The three parts of the Sacrament of Reconciliation are: 1. contrition, 2. confession (with absolution), 3. satisfaction. These three together are necessary for “the integrity of the sacrament and for the full and perfect remission of sins,” including temporal punishment (Trent, Session 13, chap. 3). However, the principal means of satisfaction for sin in every contrite reception of absolution is the Sacrifice of Christ on the Cross (Trent, Session 6, chap. 7), from which Tree of Life the graces and efficacy of every Sacrament flow. So even if the penitent does not perform the assigned penance, nor any penance at all, he is still forgiven for his sins. Every contrite reception of absolution includes that satisfaction that Christ made for us on the Cross; therefore, every contrite confession includes the third part of the Sacrament, satisfaction.
In addition, the valid absolution of any actual mortal sin always includes satisfaction for the eternal punishment due (Trent, Session 6, chap. 14), apart from the performance of any assigned penance. This satisfaction for eternal punishment is obtained by the penitent’s contrition and confession of his sins, and the absolution of the priest, but its source is the Sacrifice of Christ on the Cross. And this satisfaction for eternal punishment occurs apart from the performance of any assigned penance. Therefore, the part of the Sacrament called satisfaction is not solely or principally found in the acts of assigned penance.
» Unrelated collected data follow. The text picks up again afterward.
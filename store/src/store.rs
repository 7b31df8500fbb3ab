//! The metadata store facade.
//!
//! `MetadataStore` composes a [`MetadataBackend`] with a [`MetadataCache`].
//! Reads consult the cache first and fall back to the backend; every mutation
//! is written through the backend before the cache is updated, so a reader
//! that starts after a write returns observes the written value.

use std::collections::{BTreeMap, HashMap};
use std::path::Path;
use std::sync::{Arc, Mutex, PoisonError};

use chrono::Utc;
use tracing::{debug, info, warn};

use crate::backend::{FileBackend, MetadataBackend};
use crate::cache::{CacheStats, MetadataCache};
use crate::config::StoreConfig;
use crate::context::{extract_table_name_from_context, parse_field_descriptions};
use crate::error::{MetadataError, Result};
use crate::record::{FieldDescriptor, TableMetadata, validate_table_name};
use crate::render::render_table_context;
use crate::transfer::{ImportFailure, ImportReport};

/// Persistent, cached store of table metadata.
///
/// Writes to one table are serialized by a per-table lock, which also guards
/// the cache fill on a miss. Operations on different tables never contend.
pub struct MetadataStore<B = FileBackend> {
    /// Durable storage.
    backend: B,

    /// Read cache in front of the backend.
    cache: MetadataCache,

    /// Per-table locks for read-modify-write sequences.
    locks: Mutex<HashMap<String, Arc<Mutex<()>>>>,
}

impl MetadataStore<FileBackend> {
    /// Open a file-backed store described by `config`.
    pub fn open(config: &StoreConfig) -> Result<Self> {
        let backend = FileBackend::new(&config.storage_dir)?;
        let mut cache = MetadataCache::new(config.cache_ttl());
        if let Some(max_entries) = config.cache_max_entries {
            cache = cache.with_max_entries(max_entries);
        }
        Ok(Self::new(backend, cache))
    }

    /// Directory holding the record files.
    pub fn storage_dir(&self) -> &Path {
        self.backend.root()
    }
}

impl<B: MetadataBackend> MetadataStore<B> {
    /// Create a store from an explicit backend and cache.
    pub fn new(backend: B, cache: MetadataCache) -> Self {
        Self {
            backend,
            cache,
            locks: Mutex::new(HashMap::new()),
        }
    }

    /// The underlying backend.
    pub fn backend(&self) -> &B {
        &self.backend
    }

    /// Validate and persist a record, replacing any previous one.
    ///
    /// `last_updated` is stamped here; a caller-supplied value is ignored.
    pub fn store_metadata(&self, record: TableMetadata) -> Result<Arc<TableMetadata>> {
        record.validate()?;
        let table = record.table_name.clone();
        self.with_table_lock(&table, || self.persist(record))
    }

    /// Get the metadata for a table.
    pub fn get_metadata(&self, table_name: &str) -> Result<Arc<TableMetadata>> {
        validate_table_name(table_name)?;
        if let Some(record) = self.cache.get(table_name) {
            debug!("Cache hit for table: {table_name}");
            return Ok(record);
        }
        self.with_table_lock(table_name, || self.load(table_name))
    }

    /// Delete the metadata for a table. Deleting a missing table succeeds.
    pub fn delete_metadata(&self, table_name: &str) -> Result<()> {
        validate_table_name(table_name)?;
        self.with_table_lock(table_name, || {
            self.backend.delete(table_name)?;
            self.cache.invalidate(table_name);
            Ok(())
        })
    }

    /// Names of all persisted tables, sorted.
    pub fn list_stored_tables(&self) -> Result<Vec<String>> {
        let mut tables = self.backend.list_tables()?.collect::<Result<Vec<_>>>()?;
        tables.sort();
        Ok(tables)
    }

    /// Get a table's metadata only if it is recorded under `schema_name`.
    ///
    /// A record with another schema, or none, is reported as `NotFound`.
    pub fn get_metadata_in_schema(
        &self,
        table_name: &str,
        schema_name: &str,
    ) -> Result<Arc<TableMetadata>> {
        let record = self.get_metadata(table_name)?;
        if record.in_schema(schema_name) {
            Ok(record)
        } else {
            Err(MetadataError::NotFound(format!("{schema_name}.{table_name}")))
        }
    }

    /// Names of persisted tables recorded under `schema_name`, sorted.
    pub fn list_stored_tables_in_schema(&self, schema_name: &str) -> Result<Vec<String>> {
        let mut tables = Vec::new();
        for table_name in self.list_stored_tables()? {
            match self.get_metadata(&table_name) {
                Ok(record) if record.in_schema(schema_name) => tables.push(table_name),
                Ok(_) => {}
                Err(e) if e.is_not_found() => {
                    debug!("Table removed while listing: {table_name}");
                }
                Err(e) => return Err(e),
            }
        }
        Ok(tables)
    }

    /// Delete a table's metadata if it is recorded under `schema_name`.
    ///
    /// Returns whether a record was removed; a missing record or one in
    /// another schema is left alone.
    pub fn delete_metadata_in_schema(&self, table_name: &str, schema_name: &str) -> Result<bool> {
        validate_table_name(table_name)?;
        self.with_table_lock(table_name, || {
            match self.load(table_name) {
                Ok(record) if record.in_schema(schema_name) => {}
                Ok(_) => return Ok(false),
                Err(e) if e.is_not_found() => return Ok(false),
                Err(e) => return Err(e),
            }
            self.backend.delete(table_name)?;
            self.cache.invalidate(table_name);
            Ok(true)
        })
    }

    /// Overlay field descriptions onto a table's record.
    ///
    /// Existing fields named in `descriptions` get the new description and
    /// keep their other attributes; unknown names are appended in iteration
    /// order; other fields are untouched. A missing table starts empty.
    pub fn bulk_update_from_descriptions<I, K, V>(
        &self,
        table_name: &str,
        descriptions: I,
    ) -> Result<Arc<TableMetadata>>
    where
        I: IntoIterator<Item = (K, V)>,
        K: Into<String>,
        V: Into<String>,
    {
        let descriptions: Vec<(String, String)> = descriptions
            .into_iter()
            .map(|(name, description)| (name.into(), description.into()))
            .collect();

        self.modify(table_name, |record| {
            for (name, description) in descriptions {
                let field = match record.field(&name) {
                    Some(existing) => FieldDescriptor {
                        description,
                        ..existing.clone()
                    },
                    None => FieldDescriptor::new(name, description),
                };
                record.upsert_field(field);
            }
        })
    }

    /// Set the business context of a table, leaving its fields untouched.
    ///
    /// A table without a record gets a new, empty-fields record instead of a
    /// `NotFound` error, so the first note on a table needs no setup.
    /// Whitespace-only text clears the context.
    pub fn update_business_context(
        &self,
        table_name: &str,
        text: &str,
    ) -> Result<Arc<TableMetadata>> {
        let context = non_blank(text);
        self.modify(table_name, |record| record.business_context = context)
    }

    /// Set the table-level description. Creates the record when missing.
    pub fn update_table_description(
        &self,
        table_name: &str,
        text: &str,
    ) -> Result<Arc<TableMetadata>> {
        let description = non_blank(text);
        self.modify(table_name, |record| record.description = description)
    }

    /// Update one field's description, creating the table or field as needed.
    ///
    /// The field's data type is preserved. `business_context` replaces the
    /// field's context only when given.
    pub fn update_field_description(
        &self,
        table_name: &str,
        field_name: &str,
        description: &str,
        business_context: Option<&str>,
    ) -> Result<Arc<TableMetadata>> {
        self.modify(table_name, |record| {
            let mut field = record
                .field(field_name)
                .cloned()
                .unwrap_or_else(|| FieldDescriptor::new(field_name, ""));
            field.description = description.to_string();
            if let Some(context) = business_context {
                field.business_context = non_blank(context);
            }
            record.upsert_field(field);
        })
    }

    /// Store field descriptions written as `TABLE: name` followed by
    /// `field: description` lines.
    pub fn store_from_context(&self, context: &str) -> Result<Arc<TableMetadata>> {
        let table_name = extract_table_name_from_context(context)
            .ok_or_else(|| MetadataError::validation("", "context has no 'TABLE:' line"))?;
        let descriptions = parse_field_descriptions(context);
        if descriptions.is_empty() {
            return Err(MetadataError::validation(
                table_name,
                "context has no field descriptions",
            ));
        }
        self.bulk_update_from_descriptions(&table_name, descriptions)
    }

    /// Rendered prompt context for a table, or `None` if nothing is stored.
    pub fn describe_table(&self, table_name: &str) -> Result<Option<String>> {
        match self.get_metadata(table_name) {
            Ok(record) => Ok(Some(render_table_context(&record))),
            Err(e) if e.is_not_found() => Ok(None),
            Err(e) => Err(e),
        }
    }

    /// Every persisted record, keyed by table name.
    ///
    /// Records come straight from the backend in one enumeration pass; tables
    /// deleted during the pass are skipped.
    pub fn export_all_metadata(&self) -> Result<BTreeMap<String, TableMetadata>> {
        let mut tables = BTreeMap::new();
        for table_name in self.backend.list_tables()? {
            let table_name = table_name?;
            match self.backend.read(&table_name) {
                Ok(record) => {
                    tables.insert(table_name, record);
                }
                Err(e) if e.is_not_found() => {
                    debug!("Table removed during export: {table_name}");
                }
                Err(e) => return Err(e),
            }
        }
        info!("Exported metadata for {} tables", tables.len());
        Ok(tables)
    }

    /// Persisted records for the named tables. Missing tables are skipped.
    pub fn export_tables<S: AsRef<str>>(
        &self,
        table_names: &[S],
    ) -> Result<BTreeMap<String, TableMetadata>> {
        let mut tables = BTreeMap::new();
        for table_name in table_names {
            let table_name = table_name.as_ref();
            match self.backend.read(table_name) {
                Ok(record) => {
                    tables.insert(table_name.to_string(), record);
                }
                Err(e) if e.is_not_found() => {
                    warn!("No metadata to export for table: {table_name}");
                }
                Err(e) => return Err(e),
            }
        }
        Ok(tables)
    }

    /// Store every record in `tables`, continuing past failures.
    ///
    /// There is no rollback: tables stored before a failure stay stored. An
    /// entry whose key differs from its record's table name is rejected.
    pub fn import_metadata<I>(&self, tables: I) -> ImportReport
    where
        I: IntoIterator<Item = (String, TableMetadata)>,
    {
        let mut report = ImportReport::default();
        for (table_name, record) in tables {
            let result = if record.table_name == table_name {
                self.store_metadata(record).map(|_| ())
            } else {
                Err(MetadataError::validation(
                    &table_name,
                    format!("entry holds metadata for table '{}'", record.table_name),
                ))
            };

            match result {
                Ok(()) => report.imported.push(table_name),
                Err(error) => {
                    warn!("Failed to import metadata for table {table_name}: {error}");
                    report.failures.push(ImportFailure {
                        table: table_name,
                        error,
                    });
                }
            }
        }

        info!(
            "Imported metadata for {} tables ({} failed)",
            report.imported.len(),
            report.failures.len()
        );
        report
    }

    /// Drop all cached records so the next reads hit the backend.
    pub fn reload(&self) {
        self.cache.invalidate_all();
    }

    /// Get cache statistics.
    pub fn cache_stats(&self) -> CacheStats {
        self.cache.stats()
    }

    fn table_lock(&self, table_name: &str) -> Arc<Mutex<()>> {
        let mut locks = self.locks.lock().unwrap_or_else(PoisonError::into_inner);
        Arc::clone(locks.entry(table_name.to_string()).or_default())
    }

    fn with_table_lock<T>(&self, table_name: &str, f: impl FnOnce() -> Result<T>) -> Result<T> {
        let lock = self.table_lock(table_name);
        let result = {
            let _guard = lock.lock().unwrap_or_else(PoisonError::into_inner);
            f()
        };
        self.release_table_lock(table_name, lock);
        result
    }

    /// Drop the map entry once no other thread holds or waits on the lock.
    fn release_table_lock(&self, table_name: &str, lock: Arc<Mutex<()>>) {
        let mut locks = self.locks.lock().unwrap_or_else(PoisonError::into_inner);
        // One reference in the map, one here.
        if Arc::strong_count(&lock) == 2 {
            locks.remove(table_name);
        }
    }

    /// Read through the cache. Caller holds the table lock.
    fn load(&self, table_name: &str) -> Result<Arc<TableMetadata>> {
        if let Some(record) = self.cache.get(table_name) {
            return Ok(record);
        }
        let record = Arc::new(self.backend.read(table_name)?);
        self.cache.put(table_name, Arc::clone(&record));
        Ok(record)
    }

    /// Stamp, write and cache a validated record. Caller holds the table lock.
    fn persist(&self, mut record: TableMetadata) -> Result<Arc<TableMetadata>> {
        record.last_updated = Some(Utc::now());
        if let Err(e) = self.backend.write(&record) {
            self.cache.invalidate(&record.table_name);
            return Err(e);
        }

        let record = Arc::new(record);
        self.cache.put(&record.table_name, Arc::clone(&record));
        info!(
            "Stored metadata for table {} ({} fields)",
            record.table_name,
            record.fields.len()
        );
        Ok(record)
    }

    /// Read-modify-write of one table's record under its lock.
    fn modify(
        &self,
        table_name: &str,
        apply: impl FnOnce(&mut TableMetadata),
    ) -> Result<Arc<TableMetadata>> {
        validate_table_name(table_name)?;
        self.with_table_lock(table_name, || {
            let mut record = match self.load(table_name) {
                Ok(current) => TableMetadata::clone(&current),
                Err(e) if e.is_not_found() => TableMetadata::new(table_name),
                Err(e) => return Err(e),
            };
            apply(&mut record);
            record.validate()?;
            self.persist(record)
        })
    }
}

fn non_blank(text: &str) -> Option<String> {
    let text = text.trim();
    (!text.is_empty()).then(|| text.to_string())
}
//! Parsing of free-form field description text.
//!
//! Users describe a table in prompt context as:
//!
//! ```text
//! TABLE: orders
//! order_id: Unique identifier for each order
//! total: Order total (format: 0.00)
//! ```

use indexmap::IndexMap;

const TABLE_PREFIX: &str = "TABLE:";

/// Parse `field: description` lines into an ordered map.
///
/// Blank lines, `#` comments, `TABLE:` lines and lines without a colon are
/// skipped, as are lines with an empty name or description. Only the first
/// colon separates name from description. A repeated field keeps its first
/// position and takes the last description.
pub fn parse_field_descriptions(context: &str) -> IndexMap<String, String> {
    let mut descriptions = IndexMap::new();
    for line in context.lines() {
        let line = line.trim();
        if line.is_empty() || line.starts_with('#') || line.starts_with(TABLE_PREFIX) {
            continue;
        }
        let Some((name, description)) = line.split_once(':') else {
            continue;
        };
        let (name, description) = (name.trim(), description.trim());
        if name.is_empty() || description.is_empty() {
            continue;
        }
        descriptions.insert(name.to_string(), description.to_string());
    }
    descriptions
}

/// Table name from the first non-empty `TABLE:` line. The prefix is
/// case-sensitive.
pub fn extract_table_name_from_context(context: &str) -> Option<String> {
    context.lines().find_map(|line| {
        let name = line.trim().strip_prefix(TABLE_PREFIX)?.trim();
        (!name.is_empty()).then(|| name.to_string())
    })
}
Furthermore, even the temporal punishment that is due for sin is sometimes wholly remitted merely by the devout reception of the Sacrament of Reconciliation, so that any assigned penance is, in some cases, unnecessary even for the remission of the temporal punishment that is always due for sin. For that temporal punishment is sometimes paid in full simply by the devout reception of Confession. The devout reception of any Sacrament always forgives some temporal punishment due for sin. When the Sacrament of Confession is received, if the sins of the penitent are few and venial, it may well be the case that no further temporal punishment remains to be subject to penance. The satisfaction for temporal punishment occurs by the acts of contrition and confession.
In what is unfortunately the more usual case, after a devout reception of Confession, some temporal punishment remains, and therefore the penitent is obliged to perform some penance to make satisfaction for that temporal punishment. If he does not do so, and he dies in a state of grace, then he satisfies that temporal punishment in Purgatory. However, the penitent is free to choose to do either the penance assigned by his confessor, or any penance that he voluntarily chooses as a fitting substitute. Although there is a general obligation to perform the assigned penance, the obligation is not absolute: the penitent can substitute another penance as his own discretion.
But in no case whatsoever does the Sacrament of Confession become invalid merely by the failure, or even the deliberate refusal, of the penitent to perform the particular assigned penance. The sins of the penitent, properly confessed with contrition and absolution, are certainly forgiven, even if much temporal punishment remains without satisfaction of any kind. Such a situation is far from ideal. But the claim that the Sacrament of Reconciliation loses its validity solely by the failure or refusal of the penitent to accept and resolve to perform the assigned penance is a serious doctrinal error, like the errors of the Pharisees. This error is capable of causing grave harm to the spiritual lives of the faithful.